Narcopolis (2015)

*. Narcopolis isn’t what I was expecting, but then I’m not sure what it is.
*. I’ll unpack that. Based on the DVD box I was expecting an SF neo-noir movie about a future state where drugs have been made legal, leading to all kinds of social rot and urban chaos. I was thinking something along the lines of a cross between Dredd and one of the Purge movies.
*. But thought that is the premise, nothing much is done with it. There is, of course, an evil corporation (called the Ambro Corporation here) that is hooking everyone on designer drugs, but drugs and drug crime don’t seem to be much more of a problem than they are today. Nor does our hero, the “Dreck” (future slang for a cop) Frank Grieves, go flying into action fighting criminal gangs on the mean streets of London. This isn’t really an action film.
*. Instead, it’s a time-travel movie, sort of along the lines of 12 Monkeys. It seems the Ambro Corporation is developing a drug that when injected transports you through time. Yes, it’s highly improbable (there isn’t any discussion, for example, about how you pick your landing spot), but something similar seems to have been the method used in La Jetée so we’ll let it slide.
*. What I can’t let slide is the fact that I couldn’t figure out what the hell Ambro was up to aside from the usual mad CEO claptrap (“Time — the most precious commodity. Who controls time, controls everything”), or what Frank’s role in all of this was, or what the rebel hacker underground (if there’s an evil corporation there’s always a rebel hacker underground) was up to. I’ve tried to find some explanation of the plot online but even waiving aside all spoiler alerts I wasn’t able to come up with much.
*. In the end, I think writer-director Justin Trefgarne just didn’t think the whole thing through very well. Maybe some important material was cut (Trefgarne says as much during the commentary), but even so it seems sketchy. Characters are introduced who would seem to be central to the plot in some way, but then they just sort of disappear or get killed without doing anything. Ask yourself this: if the parts of Eva Gray or Yuri Sidorov hadn’t been in the script, would it have made any difference? Of course the scenes with them in it would have been lost, but otherwise they don’t serve any necessary function.
*. Of course, you don’t expect a time-travel movie to wrap everything up perfectly. There’s that whole problem with paradoxes. But the end of Narcopolis is more mystifying than most. To take just one example: if the rebels have the technology to send hit squads back and forth anywhere and anytime just by use of that watch device Eva has, then haven’t they won? Who can stop them doing whatever they want? If they control time, they control everything.
*. On the commentary track Trefgarne says he wanted to end on a note of ambiguity but I think it might be another example of not being sure of where he was going. I mean, none of these movies makes perfect sense, but this one is impenetrable.
*. How many movies of this ilk have we seen where the hero does a stern walk through a disco or dance club? That’s such an oddly enduring cliché.
*. I thought there was some potential here. Terfgarne does get a lot out of a limited budget. London in 2044, for example, is Doha, Qatar, not an effects shot. There’s a gritty atmosphere to the proceedings that’s a little different than the usual dystopic grime and which is well-suited to the guerilla-filmmaking style. And I really like that this is a time-travel movie where the hero is not in fact the time traveler but is rather the person encountering the time traveler and who doesn’t understand what’s going on. That’s a new wrinkle. Ask yourself how often time-travel movies play out like that.
*. But in the end it’s a movie that really wants the audience to care about a dramatic situation that isn’t very clear. This is the big problem with confusing movies: not that they’re hard to follow but that they frustrate our really caring about what’s going on.

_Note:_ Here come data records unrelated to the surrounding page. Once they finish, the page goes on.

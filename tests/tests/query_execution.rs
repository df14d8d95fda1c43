use tests::prelude::*;

use gql::driver::PropertyValue;
use pretty_assertions::assert_eq;

#[tokio::test]
async fn all_returns_every_row() {
    let a = TestModel::new("a", 1);
    let b = TestModel::new("b", 2);

    let (db, mut log) = setup(LoggingTransport::new().respond(vec![entity(&a), entity(&b)]));

    let records = db.all(Query::<TestModel>::all()).await.unwrap();
    assert_eq!(records, [a, b]);

    let query = log.pop_query();
    assert_eq!(query.query_string, "SELECT * FROM TestModel");
    assert!(query.named_args.is_empty());
    assert!(!query.allow_literal);
    assert!(log.is_empty());
}

#[tokio::test]
async fn filters_are_sent_as_named_arguments() {
    let (db, mut log) = setup(LoggingTransport::new());

    let query = Query::<TestModel>::all().filter(
        TestModel::BOOL_VALUE
            .eq(false)
            .and(TestModel::INT_VALUE.ge(4)),
    );

    assert_eq!(
        db.display_text(&query).unwrap(),
        "SELECT * FROM TestModel WHERE BoolValue = @False AND IntValue >= @4"
    );

    assert!(db.all(query).await.unwrap().is_empty());

    let sent = log.pop_query();
    assert_eq!(
        sent.query_string,
        "SELECT * FROM TestModel WHERE BoolValue = @p1 AND IntValue >= @p2"
    );
    assert_eq!(
        sent.named_args,
        [
            ("p1".to_string(), PropertyValue::Boolean(false)),
            ("p2".to_string(), PropertyValue::Integer(4)),
        ]
    );
}

#[tokio::test]
async fn enums_and_decimals_use_their_wire_forms() {
    let (db, mut log) = setup(LoggingTransport::new());

    let query = Query::<TestModel>::all()
        .filter(TestModel::COLOR.eq(Color::Blue))
        .filter(TestModel::DECIMAL_VALUE.eq(rust_decimal::Decimal::new(1005, 2)));

    db.all(query).await.unwrap();

    let sent = log.pop_query();
    assert_eq!(sent.arg("p1"), Some(&PropertyValue::Integer(2)));
    assert_eq!(sent.arg("p2"), Some(&PropertyValue::String("10.05".to_string())));
}

#[tokio::test]
async fn paging_binds_reserved_parameters() {
    let (db, mut log) = setup(LoggingTransport::new());

    let query = Query::<TestModel>::all()
        .take(5)
        .skip(2)
        .filter(TestModel::BOOL_VALUE.eq(false))
        .select(TestModel::SHORT_VALUE);

    assert_eq!(
        db.display_text(&query).unwrap(),
        "SELECT ShortValue FROM TestModel WHERE BoolValue = @False LIMIT @5 OFFSET @2"
    );

    db.all(query).await.unwrap();

    let sent = log.pop_query();
    assert_eq!(
        sent.query_string,
        "SELECT ShortValue FROM TestModel WHERE BoolValue = @p1 LIMIT @qlim OFFSET @qoffset"
    );
    assert_eq!(sent.arg("qlim"), Some(&PropertyValue::Integer(5)));
    assert_eq!(sent.arg("qoffset"), Some(&PropertyValue::Integer(2)));
}

#[tokio::test]
async fn recompiling_is_idempotent() {
    let (db, mut log) = setup(LoggingTransport::new());

    let query = Query::<TestModel>::all()
        .filter(TestModel::STRING_VALUE.eq("abc"))
        .order_by(TestModel::INT_VALUE.desc())
        .take(3);

    db.all(query.clone()).await.unwrap();
    db.all(query).await.unwrap();

    let first = log.pop_query();
    let second = log.pop_query();
    assert_eq!(first, second);
}

#[tokio::test]
async fn transport_failures_propagate_unchanged() {
    let (db, log) = setup(LoggingTransport::new().fail(Error::invalid_result("store unavailable")));

    let err = assert_err!(db.all(Query::<TestModel>::all()).await);
    assert!(err.is_invalid_result());
    assert_eq!(err.to_string(), "invalid result: store unavailable");
    assert_eq!(log.len(), 1);
}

2 thoughts on “Narcopolis (2015)

  1. tensecondsfromnow

    This time-travelling drug movie sounds a lot like Synchronic, which I wasn’t mad about at all; I can see why the concept inspires cheap sci-fi, but Primer, Time-crimes and Coherence did it better…

    Reply
    1. Alex Good Post author

      Haven’t seen Synchronic yet. I should sit down and try to rank the best time-travel movies some day. That would be an interesting exercise. This isn’t bad, but I don’t think it would be that high on the list.